U.S. House Passes Bill to Deny Millions of Women Reproductive Health Care Coverage
(PRESS RELEASE) The U.S. House of Representatives passed a measure today that would deny insurance coverage of abortion care for nearly all women, including the millions who rely on federal insurance plans and state marketplaces. The measure—which passed by a vote of 238-183—was the key bill being voted on by the House this week.
“It’s particularly shameful that politicians in Congress are voting to restrict a woman’s ability to get basic health care services just three days after millions of women, men, and families mobilized and marched for their rights,” said Nancy Northup, president and CEO of the Center for Reproductive Rights.
“In far too many circumstances, a woman’s paycheck determines whether she can get the health care she needs when she has made the decision to end a pregnancy. For low-income women and women of color, the barriers to care are even more severe. It’s cynical and cruel that politicians have made it a top priority to further drive safe and legal abortion out of reach for millions more women.
“We call on Congress to abandon this latest attempt to rob women of their rights and focus their efforts on measures which would actually improve the lives of our families and communities.”
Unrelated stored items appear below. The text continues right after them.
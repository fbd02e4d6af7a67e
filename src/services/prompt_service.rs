use crate::{
    constants::{
        analysis_prompt::{ANALYSIS_PROMPT, ANSWER_SCALE_HINT},
        questions::find_question,
    },
    errors::{AppError, AppResult, UNKNOWN_QUESTION},
    models::domain::{Answer, AnswerSheet, UnknownQuestionPolicy},
};

/// Builds the full prompt: fixed instructions followed by one line per answer
/// in submission order.
pub fn compose_prompt(sheet: &AnswerSheet, policy: UnknownQuestionPolicy) -> AppResult<String> {
    let lines = sheet
        .answers()
        .iter()
        .map(|answer| format_answer(answer, policy))
        .collect::<AppResult<Vec<String>>>()?;

    Ok(format!("{}{}\n", ANALYSIS_PROMPT, lines.join("\n")))
}

fn format_answer(answer: &Answer, policy: UnknownQuestionPolicy) -> AppResult<String> {
    match (find_question(answer.question_id), policy) {
        (Some(question), _) => Ok(format!(
            "Question: \"{}\" - Answer: {}/5 {}",
            question.text, answer.value, ANSWER_SCALE_HINT
        )),
        (None, UnknownQuestionPolicy::Degrade) => {
            log::warn!(
                "answer references unknown question {}; sending value without text",
                answer.question_id
            );
            Ok(format!(
                "Question #{} (text unavailable) - Answer: {}/5 {}",
                answer.question_id, answer.value, ANSWER_SCALE_HINT
            ))
        }
        (None, UnknownQuestionPolicy::Reject) => {
            log::warn!("rejecting answer for unknown question {}", answer.question_id);
            Err(AppError::invalid_request(UNKNOWN_QUESTION))
        }
    }
}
The measure now heads to the Senate.
HR 7—which mirrors an identical measure passed in the House in 2015–would permanently ban abortion coverage for millions of American women, including federal employees, women enrolled in Medicaid, military servicewomen, Peace Corps volunteers, and many others who receive health care and insurance coverage through the federal government. HR 7 would also ban health facilities, including those on military bases, from offering abortion services, and prohibits abortion coverage from being offered in multi-state health insurance plans created under the Affordable Care Act. All told, millions of women across the country would lose insurance coverage for abortion.
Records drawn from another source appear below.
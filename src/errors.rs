use actix_web::{http::StatusCode, HttpResponse, ResponseError};
use serde::Serialize;
use thiserror::Error;

pub const ANSWERS_REQUIRED: &str = "Invalid request: answers array required";
pub const ANSWER_OUT_OF_RANGE: &str = "Invalid request: answer values must be between 1 and 5";
pub const DUPLICATE_ANSWER: &str = "Invalid request: duplicate answer for a question";
pub const UNKNOWN_QUESTION: &str = "Invalid request: unknown question id";

#[derive(Debug, Clone, PartialEq, Eq, Error)]
pub enum AppError {
    /// Carries a message that is safe to hand back to the client.
    #[error("{0}")]
    InvalidRequest(String),

    #[error("Configuration error: {0}")]
    ConfigurationError(String),

    #[error("Generation failure: {0}")]
    GenerationFailure(String),

    #[error("Method not allowed")]
    MethodNotAllowed,
}

impl AppError {
    pub fn invalid_request(message: &str) -> Self {
        AppError::InvalidRequest(message.to_string())
    }

    /// The message sent over the wire. Server-side causes stay in the logs.
    pub fn public_message(&self) -> &str {
        match self {
            AppError::InvalidRequest(message) => message,
            AppError::ConfigurationError(_) => "Server configuration error",
            AppError::GenerationFailure(_) => "Failed to analyze personality",
            AppError::MethodNotAllowed => "Method not allowed",
        }
    }
}

#[derive(Debug, Serialize)]
pub struct ErrorResponse {
    pub error: String,
}

impl ResponseError for AppError {
    fn status_code(&self) -> StatusCode {
        match self {
            AppError::InvalidRequest(_) => StatusCode::BAD_REQUEST,
            AppError::ConfigurationError(_) => StatusCode::INTERNAL_SERVER_ERROR,
            AppError::GenerationFailure(_) => StatusCode::INTERNAL_SERVER_ERROR,
            AppError::MethodNotAllowed => StatusCode::METHOD_NOT_ALLOWED,
        }
    }

    fn error_response(&self) -> HttpResponse {
        let status = self.status_code();
        if status.is_server_error() {
            log::error!("{}", self);
        } else {
            log::debug!("{}", self);
        }

        HttpResponse::build(status).json(ErrorResponse {
            error: self.public_message().to_string(),
        })
    }
}

impl From<validator::ValidationErrors> for AppError {
    fn from(err: validator::ValidationErrors) -> Self {
        log::debug!("answer validation failed: {}", err);
        AppError::invalid_request(ANSWER_OUT_OF_RANGE)
    }
}

pub type AppResult<T> = Result<T, AppError>;
pub mod app_state;
pub mod config;
pub mod constants;
pub mod errors;
pub mod handlers;
pub mod middleware;
pub mod models;
pub mod services;

#[cfg(test)]
pub mod test_utils;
Today’s vote underscores the need for the federal Equal Access to Abortion Coverage in Health Insurance (EACH Woman) Act, a groundbreaking piece of legislation that would ensure all women have access to health insurance coverage for abortion services, no matter how much money they make, what insurance plan they have, or where they live. Specifically, the EACH Woman Act would put an end to dangerous and discriminatory Hyde Amendment— a federal prohibition on Medicaid and Medicare recipients using their health insurance to access safe and legal abortion care except in extremely limited circumstances. While Congress must currently act each year to renew this policy, HR 7 makes it permanent. First passed in 1976, this discriminatory policy has had a severely disproportionate impact on women who already face significant barriers to health care, including abortion services, such as low-income women, immigrant women, young women, and women of color.
In response to the long-standing discriminatory bans on health care coverage for abortion, reproductive justice, health, and rights organizations launched a bold new campaign, All* Above All, to build support for lifting bans on abortion coverage that disproportionally harm low-income women and communities of color. The Center is proud to be a member of this campaign.